[Saved entries]
=-=-=-=-=

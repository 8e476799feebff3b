//! The transient inline title editor.

use std::sync::Arc;
use std::sync::atomic::{AtomicBool, Ordering};

use course_toolbox_core::Signal;
use parking_lot::Mutex;

/// Longest title the editor accepts, in characters.
pub const TITLE_MAX_LENGTH: usize = 255;

/// Keys the editor reports.
#[derive(Clone, Copy, Debug, PartialEq, Eq)]
pub enum EditorKey {
    Escape,
    Enter,
    Char(char),
}

/// A text field shown in place of an item's title while it is renamed.
///
/// The host renders it and forwards user input through [`type_text`],
/// [`press_key`], [`submit`] and [`blur`]. The rename controller listens on
/// the three signals.
///
/// [`type_text`]: TitleEditor::type_text
/// [`press_key`]: TitleEditor::press_key
/// [`submit`]: TitleEditor::submit
/// [`blur`]: TitleEditor::blur
pub struct TitleEditor {
    value: Mutex<String>,
    focused: AtomicBool,
    selected: AtomicBool,
    /// Emitted when the field loses focus.
    pub blurred: Arc<Signal<()>>,
    /// Emitted for every key press.
    pub key_pressed: Arc<Signal<EditorKey>>,
    /// Emitted when the enclosing form is submitted.
    pub submitted: Arc<Signal<()>>,
}

impl TitleEditor {
    pub fn new(initial: impl Into<String>) -> Arc<Self> {
        Arc::new(Self {
            value: Mutex::new(clamp(initial.into())),
            focused: AtomicBool::new(false),
            selected: AtomicBool::new(false),
            blurred: Arc::new(Signal::new()),
            key_pressed: Arc::new(Signal::new()),
            submitted: Arc::new(Signal::new()),
        })
    }

    pub fn value(&self) -> String {
        self.value.lock().clone()
    }

    /// Replace the field's text, clamped to [`TITLE_MAX_LENGTH`].
    pub fn set_value(&self, text: impl Into<String>) {
        *self.value.lock() = clamp(text.into());
        self.selected.store(false, Ordering::SeqCst);
    }

    /// Focus the field and select its whole text.
    pub fn focus_and_select(&self) {
        self.focused.store(true, Ordering::SeqCst);
        self.selected.store(true, Ordering::SeqCst);
    }

    pub fn has_focus(&self) -> bool {
        self.focused.load(Ordering::SeqCst)
    }

    pub fn is_selected(&self) -> bool {
        self.selected.load(Ordering::SeqCst)
    }

    /// Simulate typing: replaces a selection, otherwise appends.
    pub fn type_text(&self, text: &str) {
        let mut value = self.value.lock();
        if self.selected.swap(false, Ordering::SeqCst) {
            value.clear();
        }
        value.push_str(text);
        *value = clamp(std::mem::take(&mut *value));
    }

    pub fn press_key(&self, key: EditorKey) {
        self.key_pressed.emit(key);
    }

    pub fn submit(&self) {
        self.submitted.emit(());
    }

    pub fn blur(&self) {
        if self.focused.swap(false, Ordering::SeqCst) {
            self.blurred.emit(());
        }
    }
}

fn clamp(mut text: String) -> String {
    if let Some((idx, _)) = text.char_indices().nth(TITLE_MAX_LENGTH) {
        text.truncate(idx);
    }
    text
}

impl std::fmt::Debug for TitleEditor {
    fn fmt(&self, f: &mut std::fmt::Formatter<'_>) -> std::fmt::Result {
        f.debug_struct("TitleEditor")
            .field("value", &*self.value.lock())
            .field("focused", &self.has_focus())
            .finish()
    }
}

#[cfg(test)]
mod tests {
    use super::*;
    use std::sync::atomic::AtomicUsize;

    #[test]
    fn test_typing_replaces_selection() {
        let editor = TitleEditor::new("Old");
        editor.focus_and_select();
        editor.type_text("New");
        editor.type_text(" title");
        assert_eq!(editor.value(), "New title");
    }

    #[test]
    fn test_value_is_clamped() {
        let editor = TitleEditor::new("x".repeat(300));
        assert_eq!(editor.value().chars().count(), TITLE_MAX_LENGTH);
    }

    #[test]
    fn test_blur_only_fires_when_focused() {
        let editor = TitleEditor::new("A");
        let count = Arc::new(AtomicUsize::new(0));
        let c = count.clone();
        editor.blurred.connect(move |_| {
            c.fetch_add(1, Ordering::SeqCst);
        });

        editor.blur();
        editor.focus_and_select();
        editor.blur();
        editor.blur();
        assert_eq!(count.load(Ordering::SeqCst), 1);
    }
}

=-=-=-=-=

What you have to do —
Give the data again, exactly as it appears above.

Answer area —
repository 8e476799feebff3b
//! The transient inline title editor.

use std::sync::Arc;
use std::sync::atomic::{AtomicBool, Ordering};

use course_toolbox_core::Signal;
use parking_lot::Mutex;

/// Longest title the editor accepts, in characters.
pub const TITLE_MAX_LENGTH: usize = 255;

/// Keys the editor reports.
#[derive(Clone, Copy, Debug, PartialEq, Eq)]
pub enum EditorKey {
    Escape,
    Enter,
    Char(char),
}

/// A text field shown in place of an item's title while it is renamed.
///
/// The host renders it and forwards user input through [`type_text`],
/// [`press_key`], [`submit`] and [`blur`]. The rename controller listens on
/// the three signals.
///
/// [`type_text`]: TitleEditor::type_text
/// [`press_key`]: TitleEditor::press_key
/// [`submit`]: TitleEditor::submit
/// [`blur`]: TitleEditor::blur
pub struct TitleEditor {
    value: Mutex<String>,
    focused: AtomicBool,
    selected: AtomicBool,
    /// Emitted when the field loses focus.
    pub blurred: Arc<Signal<()>>,
    /// Emitted for every key press.
    pub key_pressed: Arc<Signal<EditorKey>>,
    /// Emitted when the enclosing form is submitted.
    pub submitted: Arc<Signal<()>>,
}

impl TitleEditor {
    pub fn new(initial: impl Into<String>) -> Arc<Self> {
        Arc::new(Self {
            value: Mutex::new(clamp(initial.into())),
            focused: AtomicBool::new(false),
            selected: AtomicBool::new(false),
            blurred: Arc::new(Signal::new()),
            key_pressed: Arc::new(Signal::new()),
            submitted: Arc::new(Signal::new()),
        })
    }

    pub fn value(&self) -> String {
        self.value.lock().clone()
    }

    /// Replace the field's text, clamped to [`TITLE_MAX_LENGTH`].
    pub fn set_value(&self, text: impl Into<String>) {
        *self.value.lock() = clamp(text.into());
        self.selected.store(false, Ordering::SeqCst);
    }

    /// Focus the field and select its whole text.
    pub fn focus_and_select(&self) {
        self.focused.store(true, Ordering::SeqCst);
        self.selected.store(true, Ordering::SeqCst);
    }

    pub fn has_focus(&self) -> bool {
        self.focused.load(Ordering::SeqCst)
    }

    pub fn is_selected(&self) -> bool {
        self.selected.load(Ordering::SeqCst)
    }

    /// Simulate typing: replaces a selection, otherwise appends.
    pub fn type_text(&self, text: &str) {
        let mut value = self.value.lock();
        if self.selected.swap(false, Ordering::SeqCst) {
            value.clear();
        }
        value.push_str(text);
        *value = clamp(std::mem::take(&mut *value));
    }

    pub fn press_key(&self, key: EditorKey) {
        self.key_pressed.emit(key);
    }

    pub fn submit(&self) {
        self.submitted.emit(());
    }

    pub fn blur(&self) {
        if self.focused.swap(false, Ordering::SeqCst) {
            self.blurred.emit(());
        }
    }
}

fn clamp(mut text: String) -> String {
    if let Some((idx, _)) = text.char_indices().nth(TITLE_MAX_LENGTH) {
        text.truncate(idx);
    }
    text
}

impl std::fmt::Debug for TitleEditor {
    fn fmt(&self, f: &mut std::fmt::Formatter<'_>) -> std::fmt::Result {
        f.debug_struct("TitleEditor")
            .field("value", &*self.value.lock())
            .field("focused", &self.has_focus())
            .finish()
    }
}

#[cfg(test)]
mod tests {
    use super::*;
    use std::sync::atomic::AtomicUsize;

    #[test]
    fn test_typing_replaces_selection() {
        let editor = TitleEditor::new("Old");
        editor.focus_and_select();
        editor.type_text("New");
        editor.type_text(" title");
        assert_eq!(editor.value(), "New title");
    }

    #[test]
    fn test_value_is_clamped() {
        let editor = TitleEditor::new("x".repeat(300));
        assert_eq!(editor.value().chars().count(), TITLE_MAX_LENGTH);
    }

    #[test]
    fn test_blur_only_fires_when_focused() {
        let editor = TitleEditor::new("A");
        let count = Arc::new(AtomicUsize::new(0));
        let c = count.clone();
        editor.blurred.connect(move |_| {
            c.fetch_add(1, Ordering::SeqCst);
        });

        editor.blur();
        editor.focus_and_select();
        editor.blur();
        editor.blur();
        assert_eq!(count.load(Ordering::SeqCst), 1);
    }
}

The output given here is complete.